Sunday, 16 June 2013

Review: The Fault In Our Stars

This review contains spoilers.

Synopsis courtesy of Goodreads:

Despite the tumor-shrinking medical miracle that has bought her a few years, Hazel has never been anything but terminal, her final chapter inscribed upon diagnosis. But when a gorgeous plot twist named Augustus Waters suddenly appears at Cancer Kid Support Group, Hazel's story is about to be completely rewritten.

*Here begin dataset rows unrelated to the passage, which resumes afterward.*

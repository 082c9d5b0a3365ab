//! Aggregate counters produced by a scheduler run.

use serde::{Deserialize, Serialize};
use std::collections::BTreeMap;
use std::path::PathBuf;

/// Per-analyzer counters for one run.
#[derive(Debug, Clone, Default, PartialEq, Eq, Serialize, Deserialize)]
pub struct AnalyzerStats {
    pub successful: usize,
    pub failed: usize,
    pub failed_sources: Vec<PathBuf>,
    pub version: String,
}

/// Analyzer name to counters. Reset at the start of every scheduler run.
pub type AnalyzerStatistics = BTreeMap<String, AnalyzerStats>;

/// Lifecycle of the analysis scheduler.
#[derive(Debug, Clone, Copy, PartialEq, Eq, Serialize)]
pub enum SchedulerState {
    Idle,
    Dispatching,
    Aggregating,
    Done,
    Interrupted,
}

/// Summary handed upward to the storage/reporting layer.
#[derive(Debug, Clone, Serialize)]
pub struct RunSummary {
    pub state: SchedulerState,
    pub successful: usize,
    pub failed: usize,
    pub skipped: usize,
    pub reanalyzed: usize,
    pub cancelled: usize,
    pub statistics: AnalyzerStatistics,
    pub duration_ms: u128,
}

impl RunSummary {
    /// Number of units that reached a terminal analysis outcome.
    #[must_use]
    pub fn processed(&self) -> usize {
        self.successful + self.failed
    }
}
use clap::{Args, Parser, Subcommand};
use std::path::PathBuf;

#[derive(Parser)]
#[command(
    name = "ctupipe",
    version,
    about = "CTU pre-analysis and parallel static analysis of a build"
)]
pub struct Cli {
    #[command(subcommand)]
    pub command: Option<Commands>,
}

#[derive(Subcommand)]
pub enum Commands {
    /// Analyze every compilation action of a build
    Analyze(AnalyzeArgs),
}

#[derive(Args, Debug, Clone)]
pub struct AnalyzeArgs {
    /// JSON array of compilation actions
    #[arg(long, value_name = "FILE")]
    pub actions: PathBuf,
    /// Directory receiving reports, failure archives and metadata
    #[arg(long, short, value_name = "DIR")]
    pub output: PathBuf,
    /// Configuration file (defaults to ./ctupipe.toml if present)
    #[arg(long, value_name = "FILE")]
    pub config: Option<PathBuf>,
    /// Number of parallel workers
    #[arg(long, short)]
    pub jobs: Option<usize>,
    /// Per translation unit timeout in seconds (0 disables it)
    #[arg(long)]
    pub timeout: Option<u64>,
    /// Collect CTU data and analyze with it
    #[arg(long)]
    pub ctu: bool,
    /// Retry failed CTU analyses once without CTU
    #[arg(long)]
    pub ctu_reanalyze_on_failure: bool,
    /// Collect return-value statistics before analysis
    #[arg(long)]
    pub stats: bool,
    /// Skip file with +/- glob lines
    #[arg(long, value_name = "FILE")]
    pub skip: Option<PathBuf>,
    #[arg(long, short)]
    pub verbose: bool,
}

#[cfg(test)]
mod tests {
    use super::*;

    #[test]
    fn parses_analyze_flags() {
        let cli = Cli::try_parse_from([
            "ctupipe", "analyze", "--actions", "a.json", "-o", "out", "-j", "4", "--ctu",
            "--ctu-reanalyze-on-failure", "--timeout", "30",
        ])
        .unwrap();
        let Some(Commands::Analyze(args)) = cli.command else {
            panic!("expected analyze");
        };
        assert_eq!(args.actions, PathBuf::from("a.json"));
        assert_eq!(args.output, PathBuf::from("out"));
        assert_eq!(args.jobs, Some(4));
        assert_eq!(args.timeout, Some(30));
        assert!(args.ctu && args.ctu_reanalyze_on_failure);
        assert!(!args.stats);
    }

    #[test]
    fn actions_are_required() {
        assert!(Cli::try_parse_from(["ctupipe", "analyze", "-o", "out"]).is_err());
    }
}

I wish I could have liked this book more. I love the title. I liked Augustus and I really liked Isaac. The overall voice of the novel was one that pulled me in right away, though all the metaphoric talk was a bit tiring and got boring after a while. It felt like the author was trying too hard and got lost in it all. I also felt Hazel sometimes said quite mean things and I guess that's part of what's important about her or something, but it bothered me and came over like she was just being a snot for being a snot's sake. She would not let the girl at the Support Group apologize and explain herself, she just walked off. At least the girl tried, but Hazel was just in my opinion being selfish and snotty. And her thing about how Augustus was going to die and never be what he'd wanted, never leave a mark etc. -- that was rude. She seemed to like beating home the point that oh well we're all dying and it's an ugly business so don't try to make it into anything more. She didn't sympathize or empathize with Augustus as I think she should have; she seemed to just want to be blunt and to the point without caring if it hurt, and if it did hurt then oh well, life can be painful so accept it.

The romance aspect was I think more natural as these days we have so many novels with "twue wove" in them and everyone just falls for everyone else at first sight. My favorite part was when Augustus told Hazel that he loved her the first time. That was done in such a sweet way, and it made sense. It wasn't rushed, it wasn't arbitrary.
“I'm in love with you," he said quietly.

"Augustus," I said.

"I am," he said. He was staring at me, and I could see the corners of his eyes crinkling. "I'm in love with you, and I'm not in the business of denying myself the simple pleasure of saying true things. I'm in love with you, and I know that love is just a shout into the void, and that oblivion is inevitable, and that we're all doomed and that there will come a day when all our labor has been returned to dust, and I know the sun will swallow the only earth we'll ever have, and I am in love with you.” 
The author even explains why Augustus stared at Hazel when they first met (I was so relieved to have a reason for it when so many characters just stare at each other for no reason and fall into InstaLove.) I also liked when he called her "Hazel Grace"; it was cute.

It took me about 4 or 5 hours to read this and I started it last night and finished it this morning. Any book that I read that quickly I usually deem a "good book" because I will not last through a book I don't like at all. When it came to choosing a rating on Goodreads though, I wavered between whether I liked it (3 stars) or it was just ok (two stars). I had to choose it was ok because that's honestly how I felt about it. I did cry a couple of times, and I was trying hard NOT to because I thought, "come on, everyone can't possibly be crying over this book!" But then I did. Not like big weepy sobs, but those quiet tears that sneak out as much as you try to hold them back.



It's a bit over the top with the "sage cancer victim spouting philosophy textbook garbola" and that's my main problem with the whole thing and I consider that one of presentation. I feel the author could have conveyed this story a bit better using more accessible language. (I went to college but man, not everyone wants to read this kind of writing outside of a textbook.)

The book that Hazel is obsessed with is garbage to me. I couldn't understand just what was so great about this book. Also, she didn't seem to be affected much by Augustus's gift to her -- his Wish. He basically gave away his Wish so she could find out what happened to a fictional hamster. O_o Then at the end she decides that she doesn't care, anyway. I think the entire Peter van Husen thing was a mess. I don't think he even came across as a grieving father, either. And I don't understand who would have ever published his novel.

The "okay" thing felt very pretentious and manufactured. Isaac has his "always" thing, so they start just using "okay" as if it now Means Something. Now we will have memes all over the net with "okay? okay" on them. *sigh*







I will end the review with a lovely quote from the book, which sums up how one can feel after reading and loving a novel:

“Sometimes, you read a book and it fills you with this weird evangelical zeal, and you become convinced that the shattered world will never be put back together unless and until all living humans read the book. And then there are books like An Imperial Affliction, which you can't tell people about, books so special and rare and yours that advertising your affection feels like betrayal” 
Sadly, this was not that kind of book for me.